→ Your objective
Would you transcribe all of the data exactly, down to the last character?

→ Exercise material

···

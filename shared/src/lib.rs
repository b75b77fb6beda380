use serde::{Deserialize, Serialize};
use std::fmt;

pub mod protocol;

// =========================================================
// 常量定义 (Constants)
// =========================================================

pub const HEADER_AUTHORIZATION: &str = "Authorization";
pub const HEADER_CONTENT_TYPE: &str = "Content-Type";
pub const CONTENT_TYPE_JSON: &str = "application/json";

/// 联系人搜索中"执业者"的类型编号
pub const CONTACT_TYPE_PRACTITIONER: u8 = 5;
pub const CONTACT_STATUS_ACTIVE: &str = "active";
pub const DEFAULT_PAGE_SIZE: u32 = 20;

// =========================================================
// 通用响应包装
// =========================================================

/// 服务端对列表类接口使用的包装结构
#[derive(Debug, Clone, PartialEq, Serialize, Deserialize)]
pub struct ApiResponse<T> {
    pub data: T,
    #[serde(default, skip_serializing_if = "Option::is_none")]
    pub message: Option<String>,
    #[serde(default, skip_serializing_if = "Option::is_none")]
    pub status: Option<u16>,
}

// =========================================================
// 账户校验 (Account Validation)
// =========================================================

#[derive(Debug, Clone, PartialEq, Serialize, Deserialize)]
#[serde(rename_all = "camelCase")]
pub struct ValidateAccountRequest {
    pub account_number: String,
    pub billing_zip_code: String,
}

/// 账户校验结果
///
/// 除 `is_valid` 外的字段都可能缺省，缺省时按"未提供"处理。
#[derive(Debug, Clone, Default, PartialEq, Serialize, Deserialize)]
#[serde(rename_all = "camelCase", default)]
pub struct ValidateAccountResponse {
    pub customer_id: Option<String>,
    pub is_valid: bool,
    pub is_valid_account_id: Option<bool>,
    pub enable_new_request: Option<bool>,
    pub is_active: Option<bool>,
    pub response_message: Option<String>,
}

// =========================================================
// 联系人搜索 (Contact Search)
// =========================================================

#[derive(Debug, Clone, PartialEq, Serialize, Deserialize)]
#[serde(rename_all = "camelCase")]
pub struct ContactSearchQuery {
    pub contact_type: u8,
    /// 页码，从 1 开始
    pub current: u32,
    pub page_size: u32,
    pub contact_name: String,
    #[serde(default, skip_serializing_if = "Option::is_none")]
    pub contact_status: Option<String>,
}

impl ContactSearchQuery {
    /// 按名称搜索执业者；`include_inactive` 为 false 时只返回活跃联系人
    pub fn practitioners(name: impl Into<String>, page: u32, page_size: u32, include_inactive: bool) -> Self {
        Self {
            contact_type: CONTACT_TYPE_PRACTITIONER,
            current: page,
            page_size,
            contact_name: name.into(),
            contact_status: if include_inactive {
                None
            } else {
                Some(CONTACT_STATUS_ACTIVE.to_string())
            },
        }
    }
}

/// 联系人 ID：服务端可能返回数字或字符串
#[derive(Debug, Clone, PartialEq, Eq, Hash, Serialize, Deserialize)]
#[serde(untagged)]
pub enum ContactId {
    Number(i64),
    Text(String),
}

impl fmt::Display for ContactId {
    fn fmt(&self, f: &mut fmt::Formatter<'_>) -> fmt::Result {
        match self {
            ContactId::Number(n) => write!(f, "{}", n),
            ContactId::Text(s) => f.write_str(s),
        }
    }
}

#[derive(Debug, Clone, PartialEq, Serialize, Deserialize)]
#[serde(rename_all = "camelCase")]
pub struct ContactRecord {
    pub id: ContactId,
    #[serde(default)]
    pub first_name: String,
    #[serde(default)]
    pub last_name: String,
    #[serde(default)]
    pub customer_name: Option<String>,
}

impl ContactRecord {
    /// 下拉列表中显示的标签，例如 `Jane Smith [Acme Clinic]`
    pub fn display_label(&self) -> String {
        let mut label = format!("{} {}", self.first_name, self.last_name);
        if let Some(customer) = self.customer_name.as_deref().filter(|c| !c.is_empty()) {
            label.push_str(&format!(" [{}]", customer));
        }
        label
    }
}

// =========================================================
// 注册 (Signup)
// =========================================================

/// 将已存在的联系人关联到客户账户
#[derive(Debug, Clone, PartialEq, Serialize, Deserialize)]
#[serde(rename_all = "camelCase")]
pub struct LinkContactRequest {
    pub customer_id: Option<String>,
    pub contact_id: ContactId,
    pub captcha_token: String,
}

#[derive(Debug, Clone, PartialEq, Serialize, Deserialize)]
#[serde(rename_all = "camelCase")]
pub struct SignUpRequest {
    pub customer_id: Option<String>,
    pub first_name: String,
    pub last_name: String,
    pub phone: String,
    pub email: String,
    pub captcha_token: String,
}

#[derive(Debug, Clone, Copy, Default, PartialEq, Eq, Serialize, Deserialize)]
#[serde(rename_all = "lowercase")]
pub enum OtpMethod {
    #[default]
    Email,
    Phone,
}

#[derive(Debug, Clone, PartialEq, Serialize, Deserialize)]
#[serde(rename_all = "camelCase")]
pub struct SendOtpRequest {
    pub email: String,
    pub method: OtpMethod,
}

#[derive(Debug, Clone, PartialEq, Serialize, Deserialize)]
#[serde(rename_all = "camelCase")]
pub struct VerifyOtpRequest {
    pub email: String,
    pub method: OtpMethod,
    pub code: String,
}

···

→ Finished exercise
filename shared/src/lib.rs
repository b75b77fb6beda380
use serde::{Deserialize, Serialize};
use std::fmt;

pub mod protocol;

// =========================================================
// 常量定义 (Constants)
// =========================================================

pub const HEADER_AUTHORIZATION: &str = "Authorization";
pub const HEADER_CONTENT_TYPE: &str = "Content-Type";
pub const CONTENT_TYPE_JSON: &str = "application/json";

/// 联系人搜索中"执业者"的类型编号
pub const CONTACT_TYPE_PRACTITIONER: u8 = 5;
pub const CONTACT_STATUS_ACTIVE: &str = "active";
pub const DEFAULT_PAGE_SIZE: u32 = 20;

// =========================================================
// 通用响应包装
// =========================================================

/// 服务端对列表类接口使用的包装结构
#[derive(Debug, Clone, PartialEq, Serialize, Deserialize)]
pub struct ApiResponse<T> {
    pub data: T,
    #[serde(default, skip_serializing_if = "Option::is_none")]
    pub message: Option<String>,
    #[serde(default, skip_serializing_if = "Option::is_none")]
    pub status: Option<u16>,
}

// =========================================================
// 账户校验 (Account Validation)
// =========================================================

#[derive(Debug, Clone, PartialEq, Serialize, Deserialize)]
#[serde(rename_all = "camelCase")]
pub struct ValidateAccountRequest {
    pub account_number: String,
    pub billing_zip_code: String,
}

/// 账户校验结果
///
/// 除 `is_valid` 外的字段都可能缺省，缺省时按"未提供"处理。
#[derive(Debug, Clone, Default, PartialEq, Serialize, Deserialize)]
#[serde(rename_all = "camelCase", default)]
pub struct ValidateAccountResponse {
    pub customer_id: Option<String>,
    pub is_valid: bool,
    pub is_valid_account_id: Option<bool>,
    pub enable_new_request: Option<bool>,
    pub is_active: Option<bool>,
    pub response_message: Option<String>,
}

// =========================================================
// 联系人搜索 (Contact Search)
// =========================================================

#[derive(Debug, Clone, PartialEq, Serialize, Deserialize)]
#[serde(rename_all = "camelCase")]
pub struct ContactSearchQuery {
    pub contact_type: u8,
    /// 页码，从 1 开始
    pub current: u32,
    pub page_size: u32,
    pub contact_name: String,
    #[serde(default, skip_serializing_if = "Option::is_none")]
    pub contact_status: Option<String>,
}

impl ContactSearchQuery {
    /// 按名称搜索执业者；`include_inactive` 为 false 时只返回活跃联系人
    pub fn practitioners(name: impl Into<String>, page: u32, page_size: u32, include_inactive: bool) -> Self {
        Self {
            contact_type: CONTACT_TYPE_PRACTITIONER,
            current: page,
            page_size,
            contact_name: name.into(),
            contact_status: if include_inactive {
                None
            } else {
                Some(CONTACT_STATUS_ACTIVE.to_string())
            },
        }
    }
}

/// 联系人 ID：服务端可能返回数字或字符串
#[derive(Debug, Clone, PartialEq, Eq, Hash, Serialize, Deserialize)]
#[serde(untagged)]
pub enum ContactId {
    Number(i64),
    Text(String),
}

impl fmt::Display for ContactId {
    fn fmt(&self, f: &mut fmt::Formatter<'_>) -> fmt::Result {
        match self {
            ContactId::Number(n) => write!(f, "{}", n),
            ContactId::Text(s) => f.write_str(s),
        }
    }
}

#[derive(Debug, Clone, PartialEq, Serialize, Deserialize)]
#[serde(rename_all = "camelCase")]
pub struct ContactRecord {
    pub id: ContactId,
    #[serde(default)]
    pub first_name: String,
    #[serde(default)]
    pub last_name: String,
    #[serde(default)]
    pub customer_name: Option<String>,
}

impl ContactRecord {
    /// 下拉列表中显示的标签，例如 `Jane Smith [Acme Clinic]`
    pub fn display_label(&self) -> String {
        let mut label = format!("{} {}", self.first_name, self.last_name);
        if let Some(customer) = self.customer_name.as_deref().filter(|c| !c.is_empty()) {
            label.push_str(&format!(" [{}]", customer));
        }
        label
    }
}

// =========================================================
// 注册 (Signup)
// =========================================================

/// 将已存在的联系人关联到客户账户
#[derive(Debug, Clone, PartialEq, Serialize, Deserialize)]
#[serde(rename_all = "camelCase")]
pub struct LinkContactRequest {
    pub customer_id: Option<String>,
    pub contact_id: ContactId,
    pub captcha_token: String,
}

#[derive(Debug, Clone, PartialEq, Serialize, Deserialize)]
#[serde(rename_all = "camelCase")]
pub struct SignUpRequest {
    pub customer_id: Option<String>,
    pub first_name: String,
    pub last_name: String,
    pub phone: String,
    pub email: String,
    pub captcha_token: String,
}

#[derive(Debug, Clone, Copy, Default, PartialEq, Eq, Serialize, Deserialize)]
#[serde(rename_all = "lowercase")]
pub enum OtpMethod {
    #[default]
    Email,
    Phone,
}

#[derive(Debug, Clone, PartialEq, Serialize, Deserialize)]
#[serde(rename_all = "camelCase")]
pub struct SendOtpRequest {
    pub email: String,
    pub method: OtpMethod,
}

#[derive(Debug, Clone, PartialEq, Serialize, Deserialize)]
#[serde(rename_all = "camelCase")]
pub struct VerifyOtpRequest {
    pub email: String,
    pub method: OtpMethod,
    pub code: String,
}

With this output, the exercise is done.